Location
- Country: Sri Lanka
- District: Kalutara

Physical characteristics
- Source: Horana
- Mouth: Kelani Ganga
- • coordinates: 6°54′N 80°04′E﻿ / ﻿6.900°N 80.067°E

= Pusweli Oya =

The Pusweli Oya is a major tributary of the Kelani Ganga river in Sri Lanka.

Starting from the hills in Puswelihena in Horana Division of Kalutara District, it flows northwards through a low-lying flat land (6–10 meters above sea level) converted into rice fields, which ultimately becomes the stream's flood plain during rainy seasons.
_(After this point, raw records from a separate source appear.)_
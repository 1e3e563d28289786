//! Taxonomía de errores del núcleo conversacional.
//!
//! La traducción degradada no aparece aquí: nunca es un error en el camino
//! del chat, sólo un resultado marcado como `degraded` (ver `language.rs`).

use axum::{http::StatusCode, Json};
use serde_json::json;

#[derive(Debug, thiserror::Error)]
pub enum CoreError {
    /// Entrada obligatoria ausente o vacía. Se rechaza sin efectos laterales.
    #[error("error de validación: {0}")]
    Validation(String),
    /// Fallo (o timeout) de embeddings, generación o fuente de registros.
    #[error("servicio externo no disponible: {0}")]
    UpstreamUnavailable(String),
    #[error("no encontrado: {0}")]
    NotFound(String),
}

pub type CoreResult<T> = Result<T, CoreError>;

impl CoreError {
    pub fn status_code(&self) -> StatusCode {
        match self {
            CoreError::Validation(_) => StatusCode::BAD_REQUEST,
            CoreError::UpstreamUnavailable(_) => StatusCode::BAD_GATEWAY,
            CoreError::NotFound(_) => StatusCode::NOT_FOUND,
        }
    }

    /// Forma de error que devuelven los handlers de la API.
    pub fn into_response_parts(self) -> (StatusCode, Json<serde_json::Value>) {
        (self.status_code(), Json(json!({ "error": self.to_string() })))
    }
}

/// Exige que un campo de texto no esté vacío tras recortar espacios.
pub fn require_non_empty(field: &str, value: &str) -> CoreResult<()> {
    if value.trim().is_empty() {
        return Err(CoreError::Validation(format!("{field} no puede estar vacío")));
    }
    Ok(())
}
On its way, the stream is joined by the Ma Dola starting from the hills of Madoluwawa and Kurugala, the Angomuwa Oya starting from Angomuwa and Miriyagal Kanda and the Arukwathu Oya starting from Udagama Kanda (1492 feet above sea level). The stream flows for 16 km down its valley before joining the Kelani Ganga near Hanwella. The lowest part of its valley is mostly covered by a large marshland known as Barawa marshland, where there are river loops and islets on its course. The flood plain of the stream is flooded many times annually mainly during the monsoon season from May to September and the inter-monsoon season of October and November.